Exercise details:
Check each line of the listing for the string "AsyncWriteExt". Copy those where it appears.

-------

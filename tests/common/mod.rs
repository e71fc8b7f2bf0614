//! Scripted in-process FTP server for integration tests.

#![allow(dead_code)]

use std::collections::HashMap;
use std::net::SocketAddr;
use std::sync::{Arc, Mutex};
use std::time::Duration;

use tokio::io::{AsyncBufReadExt, AsyncReadExt, AsyncWriteExt, BufReader};
use tokio::net::tcp::OwnedWriteHalf;
use tokio::net::{TcpListener, TcpStream};
use tokio::task::JoinHandle;

pub type Files = Arc<Mutex<HashMap<String, Vec<u8>>>>;

/// Replies the server sends; `None` fields use the server's built-in behavior.
#[derive(Clone)]
pub struct Behavior {
    pub greeting: Vec<String>,
    pub user_reply: String,
    pub pass_reply: String,
    pub type_reply: String,
    pub pasv_reply: Option<String>,
    pub mkd_reply: Option<String>,
    pub stor_completion: Option<String>,
    pub connections: usize,
}

impl Default for Behavior {
    fn default() -> Self {
        Self {
            greeting: vec!["220 Welcome to RAX FTP Server".into()],
            user_reply: "331 Password required".into(),
            pass_reply: "230 Login successful".into(),
            type_reply: "200 Switching to Binary mode.".into(),
            pasv_reply: None,
            mkd_reply: None,
            stor_completion: None,
            connections: 1,
        }
    }
}

pub struct MockServer {
    pub addr: SocketAddr,
    files: Files,
    handle: JoinHandle<Vec<String>>,
}

impl MockServer {
    pub async fn start(behavior: Behavior) -> Self {
        Self::start_with_files(behavior, &[]).await
    }

    pub async fn start_with_files(behavior: Behavior, initial: &[(&str, &[u8])]) -> Self {
        let listener = TcpListener::bind("127.0.0.1:0").await.unwrap();
        let addr = listener.local_addr().unwrap();

        let files: Files = Arc::new(Mutex::new(
            initial
                .iter()
                .map(|(path, bytes)| (path.to_string(), bytes.to_vec()))
                .collect(),
        ));

        let handle = tokio::spawn(serve(listener, behavior, Arc::clone(&files)));
        MockServer {
            addr,
            files,
            handle,
        }
    }

    pub fn port(&self) -> u16 {
        self.addr.port()
    }

    pub fn url(&self, path: &str) -> String {
        format!("ftp://127.0.0.1:{}{}", self.port(), path)
    }

    pub fn file(&self, path: &str) -> Option<Vec<u8>> {
        self.files.lock().unwrap().get(path).cloned()
    }

    /// Waits for the server to serve all its connections and returns every
    /// command line it received.
    pub async fn finish(self) -> Vec<String> {
        tokio::time::timeout(Duration::from_secs(5), self.handle)
            .await
            .expect("server did not finish")
            .expect("server task panicked")
    }
}

async fn reply(writer: &mut OwnedWriteHalf, line: &str) {
    let _ = writer.write_all(format!("{line}\r\n").as_bytes()).await;
    let _ = writer.flush().await;
}

async fn accept_data(listener: TcpListener) -> TcpStream {
    let (stream, _) = tokio::time::timeout(Duration::from_secs(5), listener.accept())
        .await
        .expect("client never opened the data channel")
        .unwrap();
    stream
}

async fn serve(listener: TcpListener, behavior: Behavior, files: Files) -> Vec<String> {
    let mut log = Vec::new();
    for _ in 0..behavior.connections {
        let Ok((stream, _)) = listener.accept().await else {
            break;
        };
        serve_connection(stream, &behavior, &files, &mut log).await;
    }
    log
}

async fn serve_connection(
    stream: TcpStream,
    behavior: &Behavior,
    files: &Files,
    log: &mut Vec<String>,
) {
    let (read_half, mut writer) = stream.into_split();
    let mut reader = BufReader::new(read_half);
    for line in &behavior.greeting {
        reply(&mut writer, line).await;
    }

    let mut passive: Option<TcpListener> = None;
    let mut line = String::new();
    loop {
        line.clear();
        match reader.read_line(&mut line).await {
            Ok(0) | Err(_) => break,
            Ok(_) => {}
        }

        let command = line.trim_end().to_string();
        log.push(command.clone());
        let (verb, arg) = match command.split_once(' ') {
            Some((verb, arg)) => (verb.to_string(), arg.to_string()),
            None => (command.clone(), String::new()),
        };

        match verb.as_str() {
            "USER" => reply(&mut writer, &behavior.user_reply).await,
            "PASS" => reply(&mut writer, &behavior.pass_reply).await,
            "TYPE" => reply(&mut writer, &behavior.type_reply).await,
            "MODE" | "STRU" => reply(&mut writer, "200 OK").await,
            "PASV" => {
                if let Some(r) = &behavior.pasv_reply {
                    reply(&mut writer, r).await;
                    continue;
                }
                let data_listener = TcpListener::bind("127.0.0.1:0").await.unwrap();
                let port = data_listener.local_addr().unwrap().port();
                let message = format!(
                    "227 Entering Passive Mode (127,0,0,1,{},{}).",
                    port >> 8,
                    port & 0xff
                );
                passive = Some(data_listener);
                reply(&mut writer, &message).await;
            }
            "LIST" => {
                let Some(data_listener) = passive.take() else {
                    reply(&mut writer, "425 Use PASV first.").await;
                    continue;
                };
                reply(&mut writer, "150 Here comes the directory listing.").await;
                let mut data = accept_data(data_listener).await;
                let mut names: Vec<String> = files.lock().unwrap().keys().cloned().collect();
                names.sort();
                let listing: String = names.iter().map(|n| format!("{n}\r\n")).collect();
                let _ = data.write_all(listing.as_bytes()).await;
                drop(data);
                reply(&mut writer, "226 Directory send OK.").await;
            }
            "RETR" => {
                let Some(data_listener) = passive.take() else {
                    reply(&mut writer, "425 Use PASV first.").await;
                    continue;
                };
                let content = files.lock().unwrap().get(&arg).cloned();
                match content {
                    None => reply(&mut writer, "550 Failed to open file.").await,
                    Some(bytes) => {
                        reply(&mut writer, "150 Opening BINARY mode data connection.").await;
                        let mut data = accept_data(data_listener).await;
                        let _ = data.write_all(&bytes).await;
                        let _ = data.shutdown().await;
                        drop(data);
                        reply(&mut writer, "226 Transfer complete.").await;
                    }
                }
            }
            "STOR" => {
                let Some(data_listener) = passive.take() else {
                    reply(&mut writer, "425 Use PASV first.").await;
                    continue;
                };
                reply(&mut writer, "150 Ok to send data.").await;
                let mut data = accept_data(data_listener).await;
                let mut received = Vec::new();
                // completes only once the client closes its side
                let _ = data.read_to_end(&mut received).await;
                files.lock().unwrap().insert(arg, received);
                let completion = behavior
                    .stor_completion
                    .clone()
                    .unwrap_or_else(|| "226 Transfer complete.".into());
                reply(&mut writer, &completion).await;
            }
            "DELE" => {
                let removed = files.lock().unwrap().remove(&arg).is_some();
                if removed {
                    reply(&mut writer, "250 Delete operation successful.").await;
                } else {
                    reply(&mut writer, "550 Delete operation failed.").await;
                }
            }
            "MKD" => {
                let r = behavior
                    .mkd_reply
                    .clone()
                    .unwrap_or_else(|| format!("257 \"{arg}\" created"));
                reply(&mut writer, &r).await;
            }
            "RMD" => reply(&mut writer, "250 Remove directory operation successful.").await,
            "QUIT" => {
                reply(&mut writer, "221 Goodbye.").await;
                break;
            }
            _ => reply(&mut writer, "502 Command not implemented.").await,
        }
    }
}
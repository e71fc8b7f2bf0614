//! Logging utilities
//!
//! Provides logging setup and the optional echo of control channel traffic.

use env_logger::Env;
use log::warn;
use tokio::io::{AsyncWrite, AsyncWriteExt};

/// Setup logging for the client, `RUST_LOG` overrides the default `warn` filter.
pub fn setup_logging() {
    env_logger::Builder::from_env(Env::default().default_filter_or("warn")).init();
}

/// Echoes every command sent and every reply line received to a sink.
///
/// Sent lines are prefixed with `> ` and received lines with `< `.
/// Echo failures are logged and otherwise ignored.
#[derive(Default)]
pub struct ProtocolEcho {
    sink: Option<Box<dyn AsyncWrite + Send + Unpin>>,
}

impl ProtocolEcho {
    pub fn disabled() -> Self {
        Self { sink: None }
    }

    pub fn stdout() -> Self {
        Self::to_sink(tokio::io::stdout())
    }

    pub fn to_sink(sink: impl AsyncWrite + Send + Unpin + 'static) -> Self {
        Self {
            sink: Some(Box::new(sink)),
        }
    }

    /// Echoes to stdout when `verbose` is set, otherwise does nothing.
    pub fn verbose(verbose: bool) -> Self {
        if verbose {
            Self::stdout()
        } else {
            Self::disabled()
        }
    }

    pub fn is_enabled(&self) -> bool {
        self.sink.is_some()
    }

    pub async fn sent(&mut self, line: &str) {
        self.echo("> ", line).await;
    }

    pub async fn received(&mut self, line: &str) {
        self.echo("< ", line).await;
    }

    async fn echo(&mut self, prefix: &str, line: &str) {
        if let Some(sink) = self.sink.as_mut() {
            let text = format!("{prefix}{line}\n");
            let written = match sink.write_all(text.as_bytes()).await {
                Ok(()) => sink.flush().await,
                Err(e) => Err(e),
            };
            if let Err(e) = written {
                warn!("Failed to echo protocol line: {e}");
            }
        }
    }
}

impl std::fmt::Debug for ProtocolEcho {
    fn fmt(&self, f: &mut std::fmt::Formatter<'_>) -> std::fmt::Result {
        f.debug_struct("ProtocolEcho")
            .field("enabled", &self.is_enabled())
            .finish()
    }
}
//! Error types
//!
//! Defines domain-specific error types for each module of the FTP client.

use std::io;
use std::net::SocketAddr;
use std::time::Duration;

use thiserror::Error;

/// Reply reader errors (malformed or missing control channel replies)
#[derive(Debug, Error)]
pub enum ReplyError {
    #[error("read failed: {0}")]
    ReadFailed(io::Error),
    #[error("connection closed by server")]
    ConnectionClosed,
    #[error("invalid reply line: {0:?}")]
    LineTooShort(String),
    #[error("invalid reply code: {0:?}")]
    InvalidCode(String),
    #[error("reply line exceeds {0} bytes")]
    LineTooLong(usize),
}

/// Control connection establishment errors
#[derive(Debug, Error)]
pub enum ConnectError {
    #[error("connect to {addr} failed: {source}")]
    DialFailed { addr: String, source: io::Error },
    #[error("read greeting from {addr} failed: {source}")]
    GreetingFailed { addr: String, source: ReplyError },
    #[error("greeting rejected by {addr}: {code} {message}")]
    GreetingRejected {
        addr: String,
        code: u16,
        message: String,
    },
}

/// Login sequence errors
#[derive(Debug, Error)]
pub enum AuthError {
    #[error("login failed: {code} {message}")]
    Rejected { code: u16, message: String },
}

/// Per-command reply classification errors
#[derive(Debug, Error)]
pub enum CommandError {
    #[error("send {command} failed: {source}")]
    SendFailed { command: String, source: io::Error },
    #[error("{command}: {code} {message}")]
    UnexpectedReply {
        command: String,
        code: u16,
        message: String,
    },
}

impl CommandError {
    /// Reply code carried by an unexpected reply, if any
    pub fn code(&self) -> Option<u16> {
        match self {
            CommandError::UnexpectedReply { code, .. } => Some(*code),
            CommandError::SendFailed { .. } => None,
        }
    }
}

/// Passive mode negotiation errors
#[derive(Debug, Error)]
pub enum DataChannelError {
    #[error("PASV failed: {code} {message}")]
    PassiveRejected { code: u16, message: String },
    #[error("could not parse PASV endpoint: {0}")]
    MalformedEndpoint(String),
    #[error("connect data channel {addr} failed: {source}")]
    DialFailed { addr: SocketAddr, source: io::Error },
}

/// Byte-level data channel copy errors
#[derive(Debug, Error)]
pub enum TransferError {
    #[error("{command} data transfer failed: {source}")]
    CopyFailed { command: String, source: io::Error },
}

/// Remote target URL errors
#[derive(Debug, Error)]
pub enum TargetError {
    #[error("parse url: {0}")]
    InvalidUrl(#[from] url::ParseError),
    #[error("unsupported: {0} (expected ftp)")]
    UnsupportedScheme(String),
    #[error("missing host in URL")]
    MissingHost,
    #[error("invalid port: {0}")]
    InvalidPort(u16),
    #[error("invalid percent-encoding in {0}")]
    InvalidEncoding(&'static str),
}

/// General FTP client error that encompasses all error types
#[derive(Debug, Error)]
pub enum FtpError {
    #[error("connect error: {0}")]
    Connect(#[from] ConnectError),
    #[error("protocol error: {0}")]
    Protocol(#[from] ReplyError),
    #[error("authentication error: {0}")]
    Auth(#[from] AuthError),
    #[error("command error: {0}")]
    Command(#[from] CommandError),
    #[error("data channel error: {0}")]
    DataChannel(#[from] DataChannelError),
    #[error("transfer error: {0}")]
    Transfer(#[from] TransferError),
    #[error("target error: {0}")]
    Target(#[from] TargetError),
    #[error("local file {path}: {source}")]
    Local { path: String, source: io::Error },
    #[error("{0}")]
    Usage(String),
    #[error("operation timed out after {0:?}")]
    TimedOut(Duration),
}

pub type Result<T> = std::result::Result<T, FtpError>;
//! Authentication
//!
//! Drives the client side of the FTP login sequence.

pub mod login;

pub use login::LoginState;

-------

Answer to this problem:
use tokio::io::{AsyncBufReadExt, AsyncReadExt, AsyncWriteExt, BufReader};
use tokio::io::{AsyncWrite, AsyncWriteExt};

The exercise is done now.